France | France, Cour d'appel de Basse-Terre, 2ème chambre, 27 mars 2023, 22/00121


COUR D'APPEL DE BASSE-TERRE



2ème CHAMBRE CIVILE



ARRÊT N° 147 DU 27 MARS 2023





N° RG 22/00121

N° Portalis DBV7-V-B7G-DM2P



Décision déférée à la cour : jugement du juge aux affaires familiales du tribunal judiciaire de Basse-Terre en date du 09 novembre 2021, rendu dans une instance enregistrée sous le n° 16/00197.



APPELANTE :



Madame [A], [G] [P] [K]

Née le 05 juillet 1967 à [Localité 9]

[Adresse 1]

[Localité 10]



Représentée par Me Alber

te Albina Collidor, avocat au barreau de-Guadeloupe, Saint-Martin et Saint-Barthélémy.



INTIMEE :



Madame [M] [O] [T]

Né le 16 octobre 1970 à [Localité 7] ( Martinique)

[A...

COUR D'APPEL DE BASSE-TERRE

2ème CHAMBRE CIVILE

ARRÊT N° 147 DU 27 MARS 2023

N° RG 22/00121

N° Portalis DBV7-V-B7G-DM2P

Décision déférée à la cour : jugement du juge aux affaires familiales du tribunal judiciaire de Basse-Terre en date du 09 novembre 2021, rendu dans une instance enregistrée sous le n° 16/00197.

APPELANTE :

Madame [A], [G] [P] [K]

Née le 05 juillet 1967 à [Localité 9]

[Adresse 1]

[Localité 10]

Représentée par Me Alberte Albina Collidor, avocat au barreau de-Guadeloupe, Saint-Martin et Saint-Barthélémy.

INTIMEE :

Madame [M] [O] [T]

Né le 16 octobre 1970 à [Localité 7] ( Martinique)

[Adresse 2]

[Localité 3]

Représentée par Me Valérie Fresse, avocat au barreau de Guadeloupe, Saint-Martin et Saint-Barthélémy.

COMPOSITION DE LA COUR

En application des dispositions de l'article 805 du code de procédure civile, l'affaire a été débattue le 23 janvier 2023, en chambre du conseil, les avocats ne s'y étant pas opposé, devant Madame Annabelle Clédat chargée du rapport.
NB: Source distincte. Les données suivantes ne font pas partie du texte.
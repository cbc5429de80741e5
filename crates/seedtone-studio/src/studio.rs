// SPDX-License-Identifier: MIT
//! The live aesthetic and every operation that changes it.
//!
//! All mutation funnels through `Studio::commit`, which applies a whole-value
//! patch, optionally records history, then re-derives the contrast report
//! and share token, schedules the link rewrite and persists. Nothing else
//! writes to the live state.

use std::fmt;

use rand::rngs::StdRng;
use rand::{Rng, SeedableRng};
use serde::Serialize;
use tracing::{debug, info, warn};

use seedtone_color::Rgb;
use seedtone_theme::fonts::{BODY_FACES, DISPLAY_FACES, FontFace};
use seedtone_theme::{
    ContrastReport, Fonts, Mode, Mood, Palette, Token, auto_fix, css_variables, evaluate,
    font_snippet, generate_fonts, generate_palette,
};

use crate::clock::{Clock, SystemClock};
use crate::config::Config;
use crate::error::{Result, StudioError};
use crate::link::{DEFAULT_LINK_DEBOUNCE_MS, Debouncer, MemoryQuery, QueryState, SHARE_PARAM};
use crate::share;
use crate::snapshot::{Entry, Favorites, History, Locks, Snapshot, to_base36};
use crate::store::{FAVORITES_KEY, HISTORY_KEY, KeyValueStore, LAST_KEY, LOCKS_KEY, MemoryStore};

/// Random seeds are drawn below this bound and rendered in base 36.
const SEED_SPACE: u64 = 1_000_000_000;

/// Title used when an operation does not name one.
const DEFAULT_NOTICE_TITLE: &str = "Copied";

// ---------------------------------------------------------------------------
// Notice
// ---------------------------------------------------------------------------

/// A short user-facing announcement produced by an operation.
#[derive(Debug, Clone, PartialEq, Eq)]
pub struct Notice {
    pub title: String,
    pub message: String,
}

impl Notice {
    #[must_use]
    pub fn new(message: impl Into<String>) -> Self {
        Self {
            title: DEFAULT_NOTICE_TITLE.to_owned(),
            message: message.into(),
        }
    }
}

impl fmt::Display for Notice {
    fn fmt(&self, f: &mut fmt::Formatter<'_>) -> fmt::Result {
        f.write_str(&self.message)
    }
}

// ---------------------------------------------------------------------------
// Patch / Commit
// ---------------------------------------------------------------------------

/// Whole-value replacements. `None` leaves a field as it is.
#[derive(Default)]
struct Patch {
    seed: Option<String>,
    mode: Option<Mode>,
    mood: Option<Mood>,
    palette: Option<Palette>,
    fonts: Option<Fonts>,
    locks: Option<Locks>,
    history: Option<History>,
    favorites: Option<Favorites>,
}

impl Patch {
    fn snapshot(s: Snapshot) -> Self {
        Self {
            seed: Some(s.seed),
            mode: Some(s.mode),
            mood: Some(s.mood),
            palette: Some(s.palette),
            fonts: Some(s.fonts),
            ..Self::default()
        }
    }
}

/// How a patch is committed.
struct Commit {
    op: &'static str,
    record: bool,
    announce: Option<String>,
}

impl Commit {
    const fn quiet(op: &'static str) -> Self {
        Self {
            op,
            record: false,
            announce: None,
        }
    }

    const fn recorded(op: &'static str) -> Self {
        Self {
            op,
            record: true,
            announce: None,
        }
    }

    fn announce(mut self, message: impl Into<String>) -> Self {
        self.announce = Some(message.into());
        self
    }
}
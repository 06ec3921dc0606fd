//! Stream event types
//!
//! Events published by the streamer on its [`EventBus`](super::EventBus).

use serde::{Deserialize, Serialize};

/// Streamer lifecycle event
///
/// Serialized as a tagged record, e.g.
/// ```json
/// { "event": "viewer.connected", "data": { "client_id": "c1" } }
/// ```
#[derive(Clone, Debug, PartialEq, Eq, Serialize, Deserialize)]
#[serde(tag = "event", content = "data")]
pub enum StreamEvent {
    /// Pipeline and signaling role are up
    #[serde(rename = "stream.started")]
    Started {
        /// "H.264" or "H.265"
        codec: String,
        /// "server" when hosting the rendezvous endpoint, "client" otherwise
        signaling_role: String,
    },

    /// Pipeline stopped and signaling torn down
    #[serde(rename = "stream.stopped")]
    Stopped,

    /// First parameter-set + keyframe batch reached the encoder output
    #[serde(rename = "stream.keyframe_ready")]
    KeyframeReady,

    /// A viewer registered with the signaling endpoint
    #[serde(rename = "viewer.connected")]
    ViewerConnected { client_id: String },

    /// A viewer's signaling connection closed
    #[serde(rename = "viewer.disconnected")]
    ViewerDisconnected { client_id: String },

    /// A second viewer was turned away while another owns the session
    #[serde(rename = "viewer.rejected")]
    ViewerRejected { client_id: String },

    /// Peer session rebuilt in place
    #[serde(rename = "session.reset")]
    SessionReset {
        /// Generation of the new session (starts at 1)
        generation: u64,
    },

    /// Transport connection state changed
    #[serde(rename = "session.state_changed")]
    SessionStateChanged { state: String },
}

impl StreamEvent {
    /// Event name as it appears in the serialized form
    pub fn event_name(&self) -> &'static str {
        match self {
            Self::Started { .. } => "stream.started",
            Self::Stopped => "stream.stopped",
            Self::KeyframeReady => "stream.keyframe_ready",
            Self::ViewerConnected { .. } => "viewer.connected",
            Self::ViewerDisconnected { .. } => "viewer.disconnected",
            Self::ViewerRejected { .. } => "viewer.rejected",
            Self::SessionReset { .. } => "session.reset",
            Self::SessionStateChanged { .. } => "session.state_changed",
        }
    }
}

#[cfg(test)]
mod tests {
    use super::*;

    #[test]
    fn test_event_name_matches_serialized_tag() {
        let events = [
            StreamEvent::Started {
                codec: "H.264".to_string(),
                signaling_role: "server".to_string(),
            },
            StreamEvent::Stopped,
            StreamEvent::KeyframeReady,
            StreamEvent::ViewerConnected {
                client_id: "c1".to_string(),
            },
            StreamEvent::SessionReset { generation: 2 },
        ];

        for event in events {
            let json = serde_json::to_value(&event).unwrap();
            assert_eq!(json["event"], event.event_name());
        }
    }
}
//! Capture → encode → push worker
//!
//! ```text
//! FrameSource ──try_pop──> VideoEncoder ──try_pop──> EncodedBatch
//!                                                     │ concat + pts
//!                                                     v
//!                                        MediaSink::push_video_frame
//! ```
//!
//! The worker runs on the blocking pool and owns its [`PipelineContext`]
//! exclusively. It is stopped by clearing its run flag; the flag is checked
//! at the top of every iteration.

use async_trait::async_trait;
use bytes::Bytes;
use std::sync::atomic::{AtomicBool, Ordering};
use std::sync::Arc;
use std::time::{Duration, Instant};
use tokio::runtime::Handle;
use tokio::task::JoinHandle;
use tracing::{debug, info};

use super::frame::EncodedBatch;
use super::source::{FrameSource, VideoEncoder};
use crate::audio::{AudioSource, OpusFrame};
use crate::error::{AppError, Result};
use crate::events::{EventBus, StreamEvent};
use crate::utils::LogThrottler;
use crate::{error_throttled, warn_throttled};

/// Sleep while no viewer has an open video track
const IDLE_SLEEP: Duration = Duration::from_millis(10);

/// Sleep when neither the camera nor the encoder had anything ready
const STARVED_SLEEP: Duration = Duration::from_millis(2);

/// RTP video clock ticks per millisecond
const TICKS_PER_MS: u64 = 90;

/// Where encoded media goes; implemented by the peer session
#[async_trait]
pub trait MediaSink: Send + Sync {
    fn is_video_track_open(&self) -> bool;

    fn is_audio_track_open(&self) -> bool;

    async fn push_video_frame(&self, data: Bytes, timestamp: u64) -> Result<()>;

    async fn push_audio_frame(&self, frame: &OpusFrame) -> Result<()>;
}

/// Everything the worker owns while it runs
pub struct PipelineContext {
    pub camera: Arc<dyn FrameSource>,
    pub encoder: Box<dyn VideoEncoder>,
    pub audio: Option<Arc<dyn AudioSource>>,
    pub sink: Arc<dyn MediaSink>,
    pub events: Arc<EventBus>,
}

/// Counters reported when the worker exits
#[derive(Debug, Clone, Default, PartialEq, Eq)]
pub struct PipelineStats {
    pub frames_captured: u64,
    pub batches_encoded: u64,
    pub frames_sent: u64,
    pub push_failures: u64,
    pub audio_sent: u64,
}

/// Handle to a running pipeline worker
pub struct StreamPipeline {
    running: Arc<AtomicBool>,
    handle: Option<JoinHandle<PipelineStats>>,
}

impl StreamPipeline {
    /// Start the worker. `shutdown` is the process-wide stop request, also
    /// observed each iteration.
    pub fn spawn(ctx: PipelineContext, shutdown: Arc<AtomicBool>) -> Self {
        let running = Arc::new(AtomicBool::new(true));
        let flag = running.clone();
        let runtime = Handle::current();

        let handle = tokio::task::spawn_blocking(move || {
            let mut worker = Worker::new(ctx, runtime);
            info!("Stream pipeline started");
            while flag.load(Ordering::Acquire) && !shutdown.load(Ordering::Acquire) {
                worker.step();
            }
            info!("Stream pipeline stopped: {:?}", worker.stats);
            worker.stats
        });

        Self {
            running,
            handle: Some(handle),
        }
    }

    pub fn is_running(&self) -> bool {
        self.running.load(Ordering::Acquire)
            && self.handle.as_ref().is_some_and(|h| !h.is_finished())
    }

    /// Clear the run flag and join the worker, waiting at most `timeout`
    pub async fn stop(&mut self, timeout: Duration) -> Result<PipelineStats> {
        self.running.store(false, Ordering::Release);

        let Some(handle) = self.handle.take() else {
            return Ok(PipelineStats::default());
        };

        match tokio::time::timeout(timeout, handle).await {
            Ok(Ok(stats)) => Ok(stats),
            Ok(Err(e)) => Err(AppError::RuntimeError(format!(
                "Pipeline worker failed: {}",
                e
            ))),
            Err(_) => Err(AppError::RuntimeError(format!(
                "Pipeline worker did not stop within {:?}",
                timeout
            ))),
        }
    }
}

impl Drop for StreamPipeline {
    fn drop(&mut self) {
        self.running.store(false, Ordering::Release);
    }
}

struct Worker {
    ctx: PipelineContext,
    runtime: Handle,
    /// Set by the first multi-unit batch; carries the pts base
    started_at: Option<Instant>,
    stats: PipelineStats,
    throttler: LogThrottler,
}

impl Worker {
    fn new(ctx: PipelineContext, runtime: Handle) -> Self {
        Self {
            ctx,
            runtime,
            started_at: None,
            stats: PipelineStats::default(),
            throttler: LogThrottler::with_secs(5),
        }
    }

    fn step(&mut self) {
        // No viewer: frames are dropped at the source, not queued
        if !self.ctx.sink.is_video_track_open() {
            std::thread::sleep(IDLE_SLEEP);
            return;
        }

        let frame = match self.ctx.camera.try_pop() {
            Ok(frame) => frame,
            Err(e) => {
                warn_throttled!(self.throttler, "camera_pop", "Camera pop failed: {}", e);
                None
            }
        };

        let batch = match self.ctx.encoder.try_pop() {
            Ok(batch) => batch,
            Err(e) => {
                warn_throttled!(self.throttler, "encoder_pop", "Encoder pop failed: {}", e);
                None
            }
        };

        let idle = frame.is_none() && batch.is_none();

        if let Some(batch) = batch {
            self.stats.batches_encoded += 1;
            self.forward(&batch);
            self.ctx.encoder.release(batch);
        }

        if let Some(frame) = frame {
            self.stats.frames_captured += 1;
            if let Err(e) = self.ctx.encoder.push(&frame) {
                warn_throttled!(self.throttler, "encoder_push", "Encoder push failed: {}", e);
            }
            self.ctx.camera.release(frame);
        }

        self.drain_audio();

        if idle {
            std::thread::sleep(STARVED_SLEEP);
        }
    }

    fn forward(&mut self, batch: &EncodedBatch) {
        if self.started_at.is_none() {
            if batch.len() <= 1 {
                return;
            }
            debug!(
                "First multi-unit batch ({} units, {} bytes), stream started",
                batch.len(),
                batch.total_size()
            );
            self.started_at = Some(Instant::now());
            self.ctx.events.publish(StreamEvent::KeyframeReady);
        }

        let Some(base) = self.started_at else {
            return;
        };
        let data = batch.concat();
        let pts = base.elapsed().as_millis() as u64 * TICKS_PER_MS;

        // Viewer may have left between the top-of-loop check and now
        if !self.ctx.sink.is_video_track_open() {
            return;
        }

        match self.runtime.block_on(self.ctx.sink.push_video_frame(data, pts)) {
            Ok(()) => {
                self.stats.frames_sent += 1;
                self.throttler.clear("video_push");
            }
            Err(e) => {
                self.stats.push_failures += 1;
                error_throttled!(self.throttler, "video_push", "Video push failed: {}", e);
            }
        }
    }

    fn drain_audio(&mut self) {
        let Some(audio) = self.ctx.audio.clone() else {
            return;
        };

        loop {
            let frame = match audio.try_pop() {
                Ok(Some(frame)) => frame,
                Ok(None) => break,
                Err(e) => {
                    warn_throttled!(self.throttler, "audio_pop", "Audio pop failed: {}", e);
                    break;
                }
            };

            if !self.ctx.sink.is_audio_track_open() {
                continue;
            }

            match self.runtime.block_on(self.ctx.sink.push_audio_frame(&frame)) {
                Ok(()) => self.stats.audio_sent += 1,
                Err(e) => {
                    warn_throttled!(self.throttler, "audio_push", "Audio push failed: {}", e)
                }
            }
        }
    }
}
Ce magistrat a rendu compte des plaidoiries dans le délibéré de la Cour, composée de :

Monsieur Frank Robail, président de chambre,

Madame Annabelle Clédat, conseillère,

Monsieur Thomas Habu Groud, conseiller.

Les parties ont été avisées de ce que l'arrêt serait prononcé par sa mise à disposition au greffe le 27 mars 2023.

GREFFIER  lors des débats ainsi que lors du prononcé : Mme Armélida Rayapin, greffière.

ARRÊT :

- Arrêt rendu publiquement, contradictoirement, après débats en chambre du conseil, les parties en ayant été préalablement avisées conformément à l'article 450 alinéa 2 du code de procédure civile.

- Signé par M. Frank Robail, Président de chambre et par Mme  Armélida Rayapin, greffier, à laquelle la décision a été remise par le magistrat signataire.

FAITS ET PROCEDURE

Mme [A] [K] et Mme [M] [T] ont conclu devant notaire un pacte civil de solidarité le 21 novembre 2006, enregistré le 22 novembre 2006 au tribunal d'instance de Fort-de-France.

Ce pacte a été dissous le 15 janvier 2013.

Au cours de leur vie commune, elles avaient acquis en indivision deux immeubles, chacune pour moitié :

- deux parcelles de terre comprenant une construction rurale en très mauvais état à [Localité 8] (06), lieudit [Localité 5],

- une parcelle de terre supportant un bâtiment à rénover et une parcelle à usage de chemin à [Localité 10], lieudit [Localité 6].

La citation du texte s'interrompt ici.